I like on the table, when we’re speaking, the light of a bottle of intelligent wine.

— Pablo Neruda (1904 – 1973)

Barbera d'Asti

This grape has a beautiful deep blue colour, a very juicy pulp and acidity, velvety skin and is firm with very compact grapes. They grow in pyramidal clusters on the vine and are high yielding grapes, not only for new varieties, but also for great long-ageing wine. It is a rich, tangy, full-bodied wine characterised by an intense ruby-red colour which graduates towards garnet red with age and whose flavours become more balanced and appealing as it matures.


Light tannin and high acidity result in an intense fruity bouquet of prune, ripe cherry, blackberry and raspberry. If it is consumed earlier in the ageing process, it has a dry taste with good acidity, pleasantly fresh, flowery and fragrant that can be quite easily paired with most dishes.


This wine is typical of Montferrat in Piedmont and is paired excellently with rich dark meats, mushrooms, herbs, herbaceous cheeses like blue cheese, higher tannin foods like root vegetables and braised greens. The idea here is that the high acidity in the wine will make a rich, fatty or high tannin dish complete. Moreover, it accompanies pleasantly with traditional Piedmontese medium-aged cheeses such as Toma, Murazzano, Raschera etc.

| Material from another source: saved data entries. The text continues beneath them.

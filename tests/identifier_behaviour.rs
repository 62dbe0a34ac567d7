//! Behavioural scenarios for agent and cloud identifier resolution.

mod identifier;
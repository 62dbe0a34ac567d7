//! Credential resolution for provider adapters.
//!
//! Every declared credential is looked up in three places, first hit wins:
//! the credential environment, the provider's JSON config file, and finally
//! an interactive prompt. Prompted values are written back to the config
//! file once the provider has accepted them. When a validator rejects the
//! resolved set, the values are unset from the environment so a stale
//! secret never leaks into a later attempt.

mod env;
mod prompt;
mod store;

use std::collections::BTreeMap;
use std::fmt;

use camino::Utf8PathBuf;
use thiserror::Error;
use tracing::{debug, info, warn};

use crate::adapter::AdapterFuture;
use crate::error::ErrorKind;

pub use env::CredentialEnv;
pub use prompt::{LineReader, NonInteractive, PromptError, TerminalLineReader};
pub use store::{CREDENTIAL_FILE_MODE, CredentialStore, JsonCredentialStore, StoreError};

/// One named secret: where it lives in the environment and in the config
/// file.
#[derive(Clone, Debug, Eq, PartialEq)]
pub struct CredentialSpec {
    /// Environment variable checked first.
    pub env_var: String,
    /// Field name inside the provider's JSON config file.
    pub config_field: String,
    /// Prompt shown when neither source has a value.
    pub prompt: String,
}

impl CredentialSpec {
    /// Declares a credential with a default prompt.
    #[must_use]
    pub fn new(env_var: impl Into<String>, config_field: impl Into<String>) -> Self {
        let name: String = env_var.into();
        let prompt = format!("Enter {name}: ");
        Self {
            env_var: name,
            config_field: config_field.into(),
            prompt,
        }
    }

    /// Replaces the interactive prompt text.
    #[must_use]
    pub fn with_prompt(mut self, prompt: impl Into<String>) -> Self {
        self.prompt = prompt.into();
        self
    }
}

/// Credential declaration for one provider.
#[derive(Clone, Debug, Eq, PartialEq)]
pub struct ProviderCredentials {
    /// Provider name, also the config file stem.
    pub provider: String,
    /// Credentials the provider needs, in prompt order.
    pub specs: Vec<CredentialSpec>,
    /// Guidance shown when the provider rejects the credentials.
    pub remediation: String,
}

impl ProviderCredentials {
    /// Declares the credentials for `provider`.
    #[must_use]
    pub fn new(provider: impl Into<String>, specs: Vec<CredentialSpec>) -> Self {
        let name: String = provider.into();
        let remediation =
            format!("Check that the {name} credentials are current and have not been revoked.");
        Self {
            provider: name,
            specs,
            remediation,
        }
    }

    /// Replaces the remediation text.
    #[must_use]
    pub fn with_remediation(mut self, remediation: impl Into<String>) -> Self {
        self.remediation = remediation.into();
        self
    }
}

/// Where a resolved credential came from.
#[derive(Clone, Copy, Debug, Eq, PartialEq)]
pub enum CredentialSource {
    /// Read from the credential environment.
    Environment,
    /// Read from the provider config file.
    ConfigFile,
    /// Entered at the interactive prompt.
    Prompt,
}

#[derive(Clone, Eq, PartialEq)]
struct ResolvedCredential {
    env_var: String,
    config_field: String,
    value: String,
    source: CredentialSource,
}

/// Resolved credential values for one provider.
///
/// The `Debug` output never includes secret values.
#[derive(Clone, Eq, PartialEq)]
pub struct Credentials {
    provider: String,
    entries: Vec<ResolvedCredential>,
}

impl Credentials {
    /// Provider the values belong to.
    #[must_use]
    pub fn provider(&self) -> &str {
        &self.provider
    }

    /// Value resolved for `env_var`.
    #[must_use]
    pub fn get(&self, env_var: &str) -> Option<&str> {
        self.entry(env_var).map(|entry| entry.value.as_str())
    }

    /// Source the value for `env_var` came from.
    #[must_use]
    pub fn source(&self, env_var: &str) -> Option<CredentialSource> {
        self.entry(env_var).map(|entry| entry.source)
    }

    /// `(env_var, value)` pairs in declaration order.
    #[must_use]
    pub fn pairs(&self) -> impl Iterator<Item = (&str, &str)> {
        self.entries
            .iter()
            .map(|entry| (entry.env_var.as_str(), entry.value.as_str()))
    }

    fn entry(&self, env_var: &str) -> Option<&ResolvedCredential> {
        self.entries.iter().find(|entry| entry.env_var == env_var)
    }

    fn prompted_fields(&self) -> BTreeMap<String, String> {
        self.entries
            .iter()
            .filter(|entry| entry.source == CredentialSource::Prompt)
            .map(|entry| (entry.config_field.clone(), entry.value.clone()))
            .collect()
    }
}

impl fmt::Debug for Credentials {
    fn fmt(&self, f: &mut fmt::Formatter<'_>) -> fmt::Result {
        let mut list = f.debug_map();
        for entry in &self.entries {
            list.entry(&entry.env_var, &entry.source);
        }
        list.finish()
    }
}

/// Reason a provider rejected a credential set.
#[derive(Clone, Debug, Error, Eq, PartialEq)]
#[error("{message}")]
pub struct ValidationFailure {
    /// Provider supplied explanation.
    pub message: String,
}

impl ValidationFailure {
    /// Wraps a provider message.
    #[must_use]
    pub fn new(message: impl Into<String>) -> Self {
        Self {
            message: message.into(),
        }
    }
}

/// Checks a credential set against the provider.
pub trait CredentialValidator {
    /// Accepts or rejects `credentials`.
    fn validate<'a>(&'a self, credentials: &'a Credentials)
    -> AdapterFuture<'a, (), ValidationFailure>;
}

/// Errors raised while resolving credentials.
#[derive(Debug, Error)]
pub enum CredentialError {
    /// Raised when no source produced a value.
    #[error(
        "missing {env_var} for {provider}: export {env_var}, add it to {config_path}, or run \
         from an interactive terminal"
    )]
    Missing {
        /// Provider being resolved.
        provider: String,
        /// Variable that could not be resolved.
        env_var: String,
        /// Config file that was consulted.
        config_path: Utf8PathBuf,
    },
    /// Raised when the provider rejects the resolved credentials.
    #[error("{provider} rejected the credentials: {message}. {remediation}")]
    Validation {
        /// Provider being resolved.
        provider: String,
        /// Provider supplied explanation.
        message: String,
        /// Guidance for the user.
        remediation: String,
    },
    /// Raised when prompted values cannot be saved.
    #[error(
        "failed to save credentials to {path}: {message}. Check free disk space and that the \
         directory is writable."
    )]
    Persist {
        /// Config file that could not be written.
        path: Utf8PathBuf,
        /// Underlying error text.
        message: String,
    },
}

impl CredentialError {
    /// Classifies the failure.
    #[must_use]
    pub const fn kind(&self) -> ErrorKind {
        match self {
            Self::Missing { .. } => ErrorKind::Configuration,
            Self::Validation { .. } => ErrorKind::Validation,
            Self::Persist { .. } => ErrorKind::Filesystem,
        }
    }
}

/// Resolves provider credentials from environment, config file and prompt.
#[derive(Clone, Debug)]
pub struct CredentialResolver<S, R> {
    store: S,
    reader: R,
}

impl<S: CredentialStore, R: LineReader> CredentialResolver<S, R> {
    /// Builds a resolver over `store` and `reader`.
    #[must_use]
    pub const fn new(store: S, reader: R) -> Self {
        Self { store, reader }
    }

    /// Backing credential store.
    #[must_use]
    pub const fn store(&self) -> &S {
        &self.store
    }

    /// Resolves every credential `provider` declares and exports the values
    /// into `env`.
    ///
    /// Prompted values are persisted before returning.
    ///
    /// # Errors
    ///
    /// Returns [`CredentialError::Missing`] when a credential has no source,
    /// or [`CredentialError::Persist`] when prompted values cannot be saved.
    pub fn resolve(
        &self,
        env: &mut CredentialEnv,
        provider: &ProviderCredentials,
    ) -> Result<Credentials, CredentialError> {
        let credentials = self.collect(env, provider)?;
        self.persist_prompted(&credentials)?;
        Ok(credentials)
    }

    /// Resolves credentials and checks them with `validator`.
    ///
    /// Prompted values are only persisted after the validator accepts them.
    /// On rejection every declared variable is unset from `env`.
    ///
    /// # Errors
    ///
    /// Returns [`CredentialError::Validation`] when the validator rejects the
    /// set, plus the errors of [`CredentialResolver::resolve`].
    pub async fn resolve_validated<V>(
        &self,
        env: &mut CredentialEnv,
        provider: &ProviderCredentials,
        validator: &V,
    ) -> Result<Credentials, CredentialError>
    where
        V: CredentialValidator + ?Sized,
    {
        let credentials = self.collect(env, provider)?;
        if let Err(failure) = validator.validate(&credentials).await {
            for spec in &provider.specs {
                env.unset(spec.env_var.as_str());
            }
            warn!(
                provider = %provider.provider,
                "credentials rejected; cleared from environment"
            );
            return Err(CredentialError::Validation {
                provider: provider.provider.clone(),
                message: failure.message,
                remediation: provider.remediation.clone(),
            });
        }
        self.persist_prompted(&credentials)?;
        Ok(credentials)
    }

    fn collect(
        &self,
        env: &mut CredentialEnv,
        provider: &ProviderCredentials,
    ) -> Result<Credentials, CredentialError> {
        let name = provider.provider.as_str();
        let mut entries = Vec::with_capacity(provider.specs.len());

        if provider.specs.iter().all(|spec| env.is_set(&spec.env_var)) {
            for spec in &provider.specs {
                info!(provider = name, env_var = %spec.env_var, "using environment");
                let value = env.get(&spec.env_var).unwrap_or_default();
                entries.push(resolved(spec, value, CredentialSource::Environment));
            }
            return Ok(Credentials {
                provider: provider.provider.clone(),
                entries,
            });
        }

        for spec in &provider.specs {
            let (value, source) = self.resolve_one(env, name, spec)?;
            env.set(spec.env_var.as_str(), value.as_str());
            entries.push(resolved(spec, value, source));
        }
        Ok(Credentials {
            provider: provider.provider.clone(),
            entries,
        })
    }

    fn resolve_one(
        &self,
        env: &CredentialEnv,
        provider: &str,
        spec: &CredentialSpec,
    ) -> Result<(String, CredentialSource), CredentialError> {
        if let Some(value) = env.get(&spec.env_var) {
            info!(provider, env_var = %spec.env_var, "using environment");
            return Ok((value, CredentialSource::Environment));
        }

        match self.store.read_field(provider, &spec.config_field) {
            Ok(Some(value)) => {
                info!(provider, env_var = %spec.env_var, "using config file");
                return Ok((value, CredentialSource::ConfigFile));
            }
            Ok(None) => {}
            Err(err) => warn!(provider, error = %err, "ignoring unreadable credential file"),
        }

        match self.reader.read_line(&spec.prompt) {
            Ok(value) if !value.is_empty() => {
                info!(provider, env_var = %spec.env_var, "using prompted value");
                Ok((value, CredentialSource::Prompt))
            }
            Ok(_) => Err(self.missing(provider, spec)),
            Err(err) => {
                debug!(provider, error = %err, "prompt unavailable");
                Err(self.missing(provider, spec))
            }
        }
    }

    fn missing(&self, provider: &str, spec: &CredentialSpec) -> CredentialError {
        CredentialError::Missing {
            provider: provider.to_owned(),
            env_var: spec.env_var.clone(),
            config_path: self.store.path_for(provider),
        }
    }

    fn persist_prompted(&self, credentials: &Credentials) -> Result<(), CredentialError> {
        let fields = credentials.prompted_fields();
        if fields.is_empty() {
            return Ok(());
        }
        let path = self
            .store
            .persist(&credentials.provider, &fields)
            .map_err(|err| CredentialError::Persist {
                path: self.store.path_for(&credentials.provider),
                message: err.to_string(),
            })?;
        info!(provider = %credentials.provider, path = %path, "saved credentials");
        Ok(())
    }
}

fn resolved(spec: &CredentialSpec, value: String, source: CredentialSource) -> ResolvedCredential {
    ResolvedCredential {
        env_var: spec.env_var.clone(),
        config_field: spec.config_field.clone(),
        value,
        source,
    }
}
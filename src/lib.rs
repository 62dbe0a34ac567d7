//! Core library for the Spawn provisioning engine.
//!
//! The crate drives short-lived cloud instances through a fixed lifecycle
//! (resolve credentials → register an SSH key → create → wait for readiness
//! → inject the agent environment) behind a [`ProviderAdapter`] seam, and
//! keeps local secret material in tracked temporary files that are erased on
//! every exit path.

pub mod adapter;
pub mod backoff;
pub mod command;
pub mod config;
pub mod credentials;
pub mod error;
pub mod identifier;
pub mod inject;
pub mod logging;
pub mod poller;
pub mod provision;
pub mod ssh_key;
pub mod temp_tracker;
pub mod test_support;

pub use adapter::{AdapterFuture, InstanceHandle, ProviderAdapter};
pub use backoff::{RetryPolicy, backoff, retry};
pub use command::{CommandError, CommandOutput, CommandRunner, ProcessCommandRunner};
pub use config::{ConfigError, SpawnConfig};
pub use credentials::{
    CredentialEnv, CredentialError, CredentialResolver, CredentialSource, CredentialSpec,
    CredentialStore, Credentials, JsonCredentialStore, ProviderCredentials, TerminalLineReader,
};
pub use error::{ErrorKind, ProvisionError};
pub use identifier::{Manifest, ManifestError};
pub use inject::{EnvInjector, InjectError, LocalTransport, PayloadTransport, SshTransport};
pub use poller::{PollError, PollTarget, poll_until_ready};
pub use provision::{Provisioned, Provisioner, ProvisioningContext};
pub use ssh_key::{Fingerprint, SshIdentity, SshKeyError, SshKeyManager};
pub use temp_tracker::{TempTracker, TempTrackerError};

Grignolino of Monferrato Casalese

Vinification by single-variety, the Grignolino produces beautiful bright garnet red wines with light orange hues and has good transparency. Delicate to the nose with floral, spicy and fruity notes, while with the palate it exudes a fresh, dry and fruity taste with pronounced tannins. Ideal temperatures for serving it are between 15 to 18 ° C using ISO glasses or goblets.


Its refined class permits it to be easily paired with most dishes. However, optimal combinations occur with typical Piedmontese dishes, especially with food preparations such as hot appetizers, cold cuts, egg pasta, meat risottos and vegetable soups. In particular, there are excellent bread- pairing combinations like the “panada” (stale bread soaked in a hot liquid), the Pavese soup (chicken broth and beef, stale bread, egg, and parmesan cheese), Valdostane soups, dumplings and Neapolitan pizza. As with second dishes, it combines well with red meats, poultry and rabbit.


The tannins make it particularly suitable to fried foods such as the following traditional dishes: the Piedmontese “fritto misto” ( deep fried assorted meat combined with deep fried semolina and amaretti), the friciulin (a typical local meatball made mostly from herbs) with vegetables and the Ligurian frisceu (also called cuculli that are savoury pancakes) to the latest combinations such as fish, vegetable or anchovy tempura.


In the summer it is preferably served cool; it is an excellent aperitif and combines well with fish dishes including salmon, dogfish, fried sardines or anchovies.


Last but not least, the Grignolino can be experienced with countless food while not forgetting the predecessors of modern fast food: Ligurian buns, Apennine tortillas, Ligurian-Piedmont farinata or the lovely Valtellina buckwheat cheese fritters called “Sciatt”.